ZELIG (1983) - Woody Allen didn't mention much about ZELIG in his autobiography, because once the subject of Mia Farrow occurred, their personal life overpowered observations about his movie career. Returning to his idea about a faux documentary like TAKE THE MONEY AND RUN, Allen consulted with many technicians on how to do an authentic looking faux documentary including 1920s America as well as 1930s Germany. Mia Farrow was perfect as the younger version of the character she shared with Ellen Garrison, while her sister Stephanie Farrow played the younger version of the character she shared with Elizabeth Rothschild. The impressive technical achievement of integrating Woody Allen into vintage newsreels and recreations lost some of its novelty about halfway through the film, but then plot developments reinvigorated the film and brought it to a satisfying conclusion.
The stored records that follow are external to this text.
//! Shared harness for the privileged cgroup integration tests.
//!
//! These tests need root and a kernel willing to mount fresh cgroup v1
//! hierarchies. [`TestHierarchy::mount`] probes for that and returns `None`
//! when the environment cannot host one, so tests skip instead of failing on
//! developer machines and v2-only systems.

#![allow(dead_code)] // each test binary uses its own subset of the harness

use cgkit_core::cgroups;
use std::path::{Path, PathBuf};
use std::process::{Child, Command, Stdio};
use std::sync::{Mutex, MutexGuard, Once};
use std::time::{Duration, Instant};

pub fn init_logging() {
    static INIT: Once = Once::new();
    INIT.call_once(|| {
        let _ = tracing_subscriber::fmt()
            .with_env_filter(tracing_subscriber::EnvFilter::from_default_env())
            .with_test_writer()
            .try_init();
    });
}

// A subsystem can only be attached to one hierarchy at a time, so tests that
// mount their own must run one at a time even under the parallel harness.
static HIERARCHY_LOCK: Mutex<()> = Mutex::new(());

/// A freshly mounted cgroup hierarchy on a scratch path, unmounted on drop.
///
/// Holds a process-wide lock for its lifetime so concurrently running tests
/// do not contend for the same subsystems.
pub struct TestHierarchy {
    // Owns the scratch directory the mount point lives in.
    _scratch: tempfile::TempDir,
    path: PathBuf,
    _lock: MutexGuard<'static, ()>,
}

impl TestHierarchy {
    /// Mounts a hierarchy with the given subsystems attached.
    ///
    /// Returns `None` when the current environment cannot host one: not
    /// running as root, cgroups unsupported, a subsystem disabled or already
    /// attached elsewhere, or the kernel refusing the v1 mount.
    pub fn mount(subsystems: &str) -> Option<Self> {
        let lock = HIERARCHY_LOCK
            .lock()
            .unwrap_or_else(|poisoned| poisoned.into_inner());

        if unsafe { libc::geteuid() } != 0 {
            return None;
        }
        if !cgroups::available() {
            return None;
        }
        if !cgroups::enabled(subsystems).unwrap_or(false) {
            return None;
        }
        if cgroups::busy(subsystems).unwrap_or(true) {
            return None;
        }

        let scratch = tempfile::tempdir().ok()?;
        let path = scratch.path().join("hierarchy");
        cgroups::mount(&path, subsystems).ok()?;

        Some(Self {
            _scratch: scratch,
            path,
            _lock: lock,
        })
    }

    pub fn path(&self) -> &Path {
        &self.path
    }
}

impl Drop for TestHierarchy {
    fn drop(&mut self) {
        // Best-effort teardown; leftover cgroups are removed bottom-up so the
        // unmount has a chance even when a test failed halfway.
        if let Ok(leftover) = cgroups::nested(&self.path, "") {
            for cgroup in &leftover {
                let _ = std::fs::remove_dir(self.path.join(cgroup));
            }
        }
        let _ = cgroups::unmount(&self.path);
    }
}

/// A disposable child process, killed and reaped on drop.
pub struct ChildProcess {
    child: Child,
}

impl ChildProcess {
    /// Spawns a long-sleeping child to populate cgroups with.
    pub fn spawn_sleep() -> std::io::Result<Self> {
        let child = Command::new("sleep")
            .arg("1000")
            .stdin(Stdio::null())
            .stdout(Stdio::null())
            .stderr(Stdio::null())
            .spawn()?;
        Ok(Self { child })
    }

    pub fn pid(&self) -> u32 {
        self.child.id()
    }

    /// SIGSTOPs the child and waits until /proc reports it stopped.
    pub fn stop(&self) -> bool {
        let rc = unsafe { libc::kill(self.pid() as libc::pid_t, libc::SIGSTOP) };
        if rc != 0 {
            return false;
        }
        self.wait_for_state('T', Duration::from_secs(5))
    }

    /// Polls /proc/[pid]/stat until the state char matches or time runs out.
    pub fn wait_for_state(&self, wanted: char, timeout: Duration) -> bool {
        let start = Instant::now();
        while start.elapsed() < timeout {
            let state = cgkit_core::proc::process_state(self.pid());
            if state.map(|s| s == wanted).unwrap_or(false) {
                return true;
            }
            std::thread::sleep(Duration::from_millis(10));
        }
        false
    }

    /// Reaps the child, blocking until it exited.
    pub fn wait_for_exit(&mut self) -> std::io::Result<std::process::ExitStatus> {
        self.child.wait()
    }
}

impl Drop for ChildProcess {
    fn drop(&mut self) {
        let _ = self.child.kill();
        let _ = self.child.wait();
    }
}

/// Number of open file descriptors in this process.
pub fn open_fd_count() -> usize {
    std::fs::read_dir("/proc/self/fd")
        .map(|entries| entries.count())
        .unwrap_or(0)
}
After MIDSUMMER marked the first Woody Allen film to not mention masturbation, the subject was brought up again here, in one of the few scenes during which we actually hear Allen's voice. Flavoring the faux documentary were more contemporary comments by Susan Sontag, Irving Howe, Saul Bellow, Bricktop, Dr. Bruno Bettelheim and Professor John Morton Blum. Aside from Farrow, the only cast member who appeared in a previous Allen film was John Doumanian.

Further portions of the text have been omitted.